GOAL OF THE EXERCISE - Some entries follow. Reproduce exactly the lines starting at the one with "spaces and hyphens" and stopping after the one with "pair is removed".

RECORDS FOR THIS TASK -
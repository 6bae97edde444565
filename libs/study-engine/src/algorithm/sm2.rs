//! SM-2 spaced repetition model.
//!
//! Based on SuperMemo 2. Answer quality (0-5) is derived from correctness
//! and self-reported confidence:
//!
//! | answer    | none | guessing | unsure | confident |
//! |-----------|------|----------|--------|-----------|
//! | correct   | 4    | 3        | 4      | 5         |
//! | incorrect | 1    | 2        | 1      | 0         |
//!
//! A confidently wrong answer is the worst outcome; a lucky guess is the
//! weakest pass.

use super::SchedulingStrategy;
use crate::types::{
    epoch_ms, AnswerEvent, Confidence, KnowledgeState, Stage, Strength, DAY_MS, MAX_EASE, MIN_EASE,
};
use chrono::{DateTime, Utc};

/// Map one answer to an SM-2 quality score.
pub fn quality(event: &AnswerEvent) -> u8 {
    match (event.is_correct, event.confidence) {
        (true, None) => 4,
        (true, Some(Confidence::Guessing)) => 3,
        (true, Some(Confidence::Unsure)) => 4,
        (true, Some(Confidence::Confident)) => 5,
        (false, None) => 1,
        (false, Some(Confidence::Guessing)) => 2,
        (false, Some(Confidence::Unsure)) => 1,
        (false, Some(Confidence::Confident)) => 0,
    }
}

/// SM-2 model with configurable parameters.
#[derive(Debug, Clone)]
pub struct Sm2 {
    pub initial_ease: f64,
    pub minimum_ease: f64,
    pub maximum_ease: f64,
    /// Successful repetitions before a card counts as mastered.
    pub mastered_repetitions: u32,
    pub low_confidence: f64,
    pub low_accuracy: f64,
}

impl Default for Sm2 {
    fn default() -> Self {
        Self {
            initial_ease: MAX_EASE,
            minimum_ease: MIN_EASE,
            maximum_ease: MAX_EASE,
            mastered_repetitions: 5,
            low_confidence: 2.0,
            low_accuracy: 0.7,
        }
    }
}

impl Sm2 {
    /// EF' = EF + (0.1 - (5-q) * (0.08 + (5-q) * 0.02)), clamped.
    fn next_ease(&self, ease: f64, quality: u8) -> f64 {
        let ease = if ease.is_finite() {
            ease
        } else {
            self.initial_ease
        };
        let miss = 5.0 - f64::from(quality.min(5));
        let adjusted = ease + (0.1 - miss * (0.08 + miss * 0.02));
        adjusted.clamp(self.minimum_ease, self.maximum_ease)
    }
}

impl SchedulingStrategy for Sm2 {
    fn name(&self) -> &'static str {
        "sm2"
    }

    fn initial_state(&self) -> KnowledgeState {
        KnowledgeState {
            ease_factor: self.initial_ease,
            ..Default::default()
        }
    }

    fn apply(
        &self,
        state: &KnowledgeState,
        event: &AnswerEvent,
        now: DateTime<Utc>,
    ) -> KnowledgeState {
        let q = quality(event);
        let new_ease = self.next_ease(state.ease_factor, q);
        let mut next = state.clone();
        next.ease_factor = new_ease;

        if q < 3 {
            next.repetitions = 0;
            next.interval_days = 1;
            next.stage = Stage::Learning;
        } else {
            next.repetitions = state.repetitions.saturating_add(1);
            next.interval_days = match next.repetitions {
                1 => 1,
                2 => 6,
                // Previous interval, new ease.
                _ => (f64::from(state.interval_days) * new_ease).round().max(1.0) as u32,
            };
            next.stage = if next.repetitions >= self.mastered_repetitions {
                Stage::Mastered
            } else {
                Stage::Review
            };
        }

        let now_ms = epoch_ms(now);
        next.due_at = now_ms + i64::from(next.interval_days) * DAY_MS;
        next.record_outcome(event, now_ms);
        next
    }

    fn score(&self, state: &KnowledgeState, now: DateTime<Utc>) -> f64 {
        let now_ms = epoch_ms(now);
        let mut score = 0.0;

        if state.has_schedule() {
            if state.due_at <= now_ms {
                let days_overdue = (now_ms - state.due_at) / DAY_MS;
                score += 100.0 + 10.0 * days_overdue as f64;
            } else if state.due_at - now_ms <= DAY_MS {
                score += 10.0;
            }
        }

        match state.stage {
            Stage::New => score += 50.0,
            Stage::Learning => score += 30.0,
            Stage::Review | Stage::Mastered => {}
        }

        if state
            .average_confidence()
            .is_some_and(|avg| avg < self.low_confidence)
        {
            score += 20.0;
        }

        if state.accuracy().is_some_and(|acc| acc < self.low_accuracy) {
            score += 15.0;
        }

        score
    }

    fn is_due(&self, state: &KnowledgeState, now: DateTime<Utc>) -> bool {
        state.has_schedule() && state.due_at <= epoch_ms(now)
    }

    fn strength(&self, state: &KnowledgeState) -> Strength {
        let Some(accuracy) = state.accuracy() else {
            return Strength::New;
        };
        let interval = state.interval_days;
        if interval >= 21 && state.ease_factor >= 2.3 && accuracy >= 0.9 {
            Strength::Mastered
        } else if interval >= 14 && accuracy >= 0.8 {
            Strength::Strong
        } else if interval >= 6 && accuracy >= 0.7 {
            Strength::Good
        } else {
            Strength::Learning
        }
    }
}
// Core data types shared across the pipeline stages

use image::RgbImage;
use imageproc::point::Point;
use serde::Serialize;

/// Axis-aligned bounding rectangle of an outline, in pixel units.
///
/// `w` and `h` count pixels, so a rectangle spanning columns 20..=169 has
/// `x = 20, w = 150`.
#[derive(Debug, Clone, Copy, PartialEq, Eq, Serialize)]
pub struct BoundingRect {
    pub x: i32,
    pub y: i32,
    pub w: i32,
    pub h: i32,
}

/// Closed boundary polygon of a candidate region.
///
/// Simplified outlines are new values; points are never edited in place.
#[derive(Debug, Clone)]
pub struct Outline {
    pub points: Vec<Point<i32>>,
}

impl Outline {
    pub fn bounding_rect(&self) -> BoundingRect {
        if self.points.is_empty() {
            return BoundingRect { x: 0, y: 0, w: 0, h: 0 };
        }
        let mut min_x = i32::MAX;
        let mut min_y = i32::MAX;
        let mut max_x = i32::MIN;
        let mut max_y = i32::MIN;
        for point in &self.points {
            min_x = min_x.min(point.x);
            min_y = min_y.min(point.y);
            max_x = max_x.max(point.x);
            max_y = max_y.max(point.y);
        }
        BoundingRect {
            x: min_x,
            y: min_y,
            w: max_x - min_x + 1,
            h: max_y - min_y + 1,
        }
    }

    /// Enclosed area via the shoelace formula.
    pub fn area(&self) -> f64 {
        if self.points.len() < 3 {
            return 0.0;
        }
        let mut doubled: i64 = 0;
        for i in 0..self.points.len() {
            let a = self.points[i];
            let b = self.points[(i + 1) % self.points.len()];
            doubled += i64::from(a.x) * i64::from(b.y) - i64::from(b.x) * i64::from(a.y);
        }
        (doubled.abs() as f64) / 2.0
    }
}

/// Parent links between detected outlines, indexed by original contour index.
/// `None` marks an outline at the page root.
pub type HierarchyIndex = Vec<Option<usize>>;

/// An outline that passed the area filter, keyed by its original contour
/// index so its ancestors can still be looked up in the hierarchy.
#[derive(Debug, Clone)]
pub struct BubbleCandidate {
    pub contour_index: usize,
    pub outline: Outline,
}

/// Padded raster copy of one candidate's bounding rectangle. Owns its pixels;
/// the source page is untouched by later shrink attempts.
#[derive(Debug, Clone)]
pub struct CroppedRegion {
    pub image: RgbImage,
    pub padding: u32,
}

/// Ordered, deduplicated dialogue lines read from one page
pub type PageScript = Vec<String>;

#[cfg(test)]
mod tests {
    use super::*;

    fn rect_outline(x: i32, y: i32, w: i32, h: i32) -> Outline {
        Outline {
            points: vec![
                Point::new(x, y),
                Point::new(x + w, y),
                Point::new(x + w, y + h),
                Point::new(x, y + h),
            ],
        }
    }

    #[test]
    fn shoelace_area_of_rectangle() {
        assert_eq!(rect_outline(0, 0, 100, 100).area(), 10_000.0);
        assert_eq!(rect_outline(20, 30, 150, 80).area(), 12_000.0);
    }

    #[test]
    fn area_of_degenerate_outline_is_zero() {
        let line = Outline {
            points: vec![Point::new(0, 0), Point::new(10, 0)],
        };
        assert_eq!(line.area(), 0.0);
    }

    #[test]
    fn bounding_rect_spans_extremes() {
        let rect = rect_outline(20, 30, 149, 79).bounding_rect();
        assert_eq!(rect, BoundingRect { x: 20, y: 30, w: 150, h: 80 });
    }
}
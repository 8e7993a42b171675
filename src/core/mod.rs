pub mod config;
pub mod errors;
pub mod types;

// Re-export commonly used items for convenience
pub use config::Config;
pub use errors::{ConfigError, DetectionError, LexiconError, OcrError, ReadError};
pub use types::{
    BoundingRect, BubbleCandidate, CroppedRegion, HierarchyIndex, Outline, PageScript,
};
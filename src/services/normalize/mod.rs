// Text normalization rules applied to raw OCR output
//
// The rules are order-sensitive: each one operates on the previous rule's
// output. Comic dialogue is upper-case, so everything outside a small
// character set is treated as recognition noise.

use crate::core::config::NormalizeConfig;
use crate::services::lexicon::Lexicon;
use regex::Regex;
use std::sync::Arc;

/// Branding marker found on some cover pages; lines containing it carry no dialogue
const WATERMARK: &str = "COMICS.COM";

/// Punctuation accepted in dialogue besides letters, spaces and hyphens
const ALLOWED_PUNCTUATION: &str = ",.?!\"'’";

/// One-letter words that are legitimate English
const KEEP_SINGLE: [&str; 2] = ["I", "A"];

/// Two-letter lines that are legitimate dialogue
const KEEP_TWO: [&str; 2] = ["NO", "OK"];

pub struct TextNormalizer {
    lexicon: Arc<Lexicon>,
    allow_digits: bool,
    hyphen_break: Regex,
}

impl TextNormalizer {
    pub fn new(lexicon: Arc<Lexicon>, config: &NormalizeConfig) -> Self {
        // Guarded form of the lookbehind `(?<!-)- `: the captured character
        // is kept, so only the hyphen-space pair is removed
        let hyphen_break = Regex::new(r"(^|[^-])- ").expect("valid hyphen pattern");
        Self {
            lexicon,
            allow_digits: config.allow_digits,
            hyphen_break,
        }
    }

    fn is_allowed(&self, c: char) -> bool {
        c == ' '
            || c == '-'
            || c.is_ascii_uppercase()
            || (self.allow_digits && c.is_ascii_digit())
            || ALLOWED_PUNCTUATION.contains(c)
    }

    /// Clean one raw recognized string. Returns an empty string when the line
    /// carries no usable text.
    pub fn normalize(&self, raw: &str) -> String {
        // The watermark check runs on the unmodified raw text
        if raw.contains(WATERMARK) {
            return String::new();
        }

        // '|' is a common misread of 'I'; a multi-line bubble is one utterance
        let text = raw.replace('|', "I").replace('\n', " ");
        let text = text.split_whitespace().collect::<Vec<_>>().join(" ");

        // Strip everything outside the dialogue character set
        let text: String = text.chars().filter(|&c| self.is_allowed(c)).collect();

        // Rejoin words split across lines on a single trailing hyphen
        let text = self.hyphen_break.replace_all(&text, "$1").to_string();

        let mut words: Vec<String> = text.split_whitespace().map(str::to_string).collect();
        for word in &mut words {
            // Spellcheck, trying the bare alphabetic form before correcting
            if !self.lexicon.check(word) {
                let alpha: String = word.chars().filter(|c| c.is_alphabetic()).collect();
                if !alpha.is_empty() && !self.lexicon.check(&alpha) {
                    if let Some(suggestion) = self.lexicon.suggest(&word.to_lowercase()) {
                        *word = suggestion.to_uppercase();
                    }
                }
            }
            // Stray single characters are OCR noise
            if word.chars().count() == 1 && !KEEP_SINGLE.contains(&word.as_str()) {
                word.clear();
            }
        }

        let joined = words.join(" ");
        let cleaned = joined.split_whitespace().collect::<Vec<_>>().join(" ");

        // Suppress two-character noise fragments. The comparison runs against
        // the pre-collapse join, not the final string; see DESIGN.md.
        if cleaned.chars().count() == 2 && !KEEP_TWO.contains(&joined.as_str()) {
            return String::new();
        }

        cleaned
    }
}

==

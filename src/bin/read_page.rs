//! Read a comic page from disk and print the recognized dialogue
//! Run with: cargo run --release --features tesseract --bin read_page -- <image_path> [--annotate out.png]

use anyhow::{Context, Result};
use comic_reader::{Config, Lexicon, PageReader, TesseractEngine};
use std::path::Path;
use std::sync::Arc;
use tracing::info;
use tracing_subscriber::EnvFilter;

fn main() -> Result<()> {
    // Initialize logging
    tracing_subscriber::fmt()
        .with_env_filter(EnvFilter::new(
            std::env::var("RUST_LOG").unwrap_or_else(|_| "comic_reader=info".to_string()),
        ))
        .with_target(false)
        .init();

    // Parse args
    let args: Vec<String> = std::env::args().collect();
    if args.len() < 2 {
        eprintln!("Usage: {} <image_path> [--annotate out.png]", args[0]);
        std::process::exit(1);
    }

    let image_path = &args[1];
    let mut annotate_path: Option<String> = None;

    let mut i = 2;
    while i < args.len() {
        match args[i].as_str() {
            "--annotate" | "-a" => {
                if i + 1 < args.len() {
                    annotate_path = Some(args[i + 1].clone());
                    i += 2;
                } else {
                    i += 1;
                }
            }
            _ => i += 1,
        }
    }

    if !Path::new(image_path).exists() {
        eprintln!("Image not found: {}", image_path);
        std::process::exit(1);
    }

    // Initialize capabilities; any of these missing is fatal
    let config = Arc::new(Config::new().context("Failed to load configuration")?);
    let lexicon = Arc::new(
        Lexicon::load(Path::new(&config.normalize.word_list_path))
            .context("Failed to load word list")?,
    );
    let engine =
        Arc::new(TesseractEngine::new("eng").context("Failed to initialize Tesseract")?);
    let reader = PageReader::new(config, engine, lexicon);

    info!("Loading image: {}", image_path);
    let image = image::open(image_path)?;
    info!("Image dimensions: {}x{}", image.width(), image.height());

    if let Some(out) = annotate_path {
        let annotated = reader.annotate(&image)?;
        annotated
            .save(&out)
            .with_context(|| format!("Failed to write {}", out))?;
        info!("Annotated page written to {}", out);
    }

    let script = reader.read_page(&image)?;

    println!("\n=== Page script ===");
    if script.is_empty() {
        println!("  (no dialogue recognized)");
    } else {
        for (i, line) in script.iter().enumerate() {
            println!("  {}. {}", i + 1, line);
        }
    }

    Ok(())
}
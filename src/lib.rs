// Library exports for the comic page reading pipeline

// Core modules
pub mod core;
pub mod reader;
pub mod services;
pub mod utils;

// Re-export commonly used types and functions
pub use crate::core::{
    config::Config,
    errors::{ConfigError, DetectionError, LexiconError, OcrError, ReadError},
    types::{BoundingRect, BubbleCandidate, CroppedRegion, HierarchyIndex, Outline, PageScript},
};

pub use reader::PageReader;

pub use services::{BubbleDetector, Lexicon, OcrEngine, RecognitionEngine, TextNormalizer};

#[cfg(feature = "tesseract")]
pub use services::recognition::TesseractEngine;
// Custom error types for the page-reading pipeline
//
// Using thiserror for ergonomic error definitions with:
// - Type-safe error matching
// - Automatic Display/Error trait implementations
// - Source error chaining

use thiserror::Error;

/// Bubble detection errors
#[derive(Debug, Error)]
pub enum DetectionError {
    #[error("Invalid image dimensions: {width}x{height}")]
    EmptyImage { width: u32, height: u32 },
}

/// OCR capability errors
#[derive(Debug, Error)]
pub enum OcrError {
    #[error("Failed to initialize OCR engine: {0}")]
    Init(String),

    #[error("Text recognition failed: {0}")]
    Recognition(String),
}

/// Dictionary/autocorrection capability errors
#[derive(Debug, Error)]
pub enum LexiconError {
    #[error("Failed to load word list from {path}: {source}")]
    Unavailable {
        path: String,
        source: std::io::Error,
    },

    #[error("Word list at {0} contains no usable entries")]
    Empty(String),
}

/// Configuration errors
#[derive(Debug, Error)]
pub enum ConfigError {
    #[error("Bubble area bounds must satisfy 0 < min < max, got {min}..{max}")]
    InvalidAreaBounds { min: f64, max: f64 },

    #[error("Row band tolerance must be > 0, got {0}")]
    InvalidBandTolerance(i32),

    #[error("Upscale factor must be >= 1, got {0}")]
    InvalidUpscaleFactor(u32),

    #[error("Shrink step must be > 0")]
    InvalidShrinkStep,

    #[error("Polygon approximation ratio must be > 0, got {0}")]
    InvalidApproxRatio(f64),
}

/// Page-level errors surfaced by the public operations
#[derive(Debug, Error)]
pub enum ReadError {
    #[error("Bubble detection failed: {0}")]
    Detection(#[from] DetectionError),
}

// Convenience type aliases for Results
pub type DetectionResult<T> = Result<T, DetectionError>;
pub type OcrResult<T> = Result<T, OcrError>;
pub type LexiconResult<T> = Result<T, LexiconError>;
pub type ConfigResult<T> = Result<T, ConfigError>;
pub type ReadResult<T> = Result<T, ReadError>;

SOLUTION FOR THIS TASK -
/// Punctuation accepted in dialogue besides letters, spaces and hyphens
const ALLOWED_PUNCTUATION: &str = ",.?!\"'’";

/// One-letter words that are legitimate English
const KEEP_SINGLE: [&str; 2] = ["I", "A"];

/// Two-letter lines that are legitimate dialogue
const KEEP_TWO: [&str; 2] = ["NO", "OK"];

pub struct TextNormalizer {
    lexicon: Arc<Lexicon>,
    allow_digits: bool,
    hyphen_break: Regex,
}

impl TextNormalizer {
    pub fn new(lexicon: Arc<Lexicon>, config: &NormalizeConfig) -> Self {
        // Guarded form of the lookbehind `(?<!-)- `: the captured character
        // is kept, so only the hyphen-space pair is removed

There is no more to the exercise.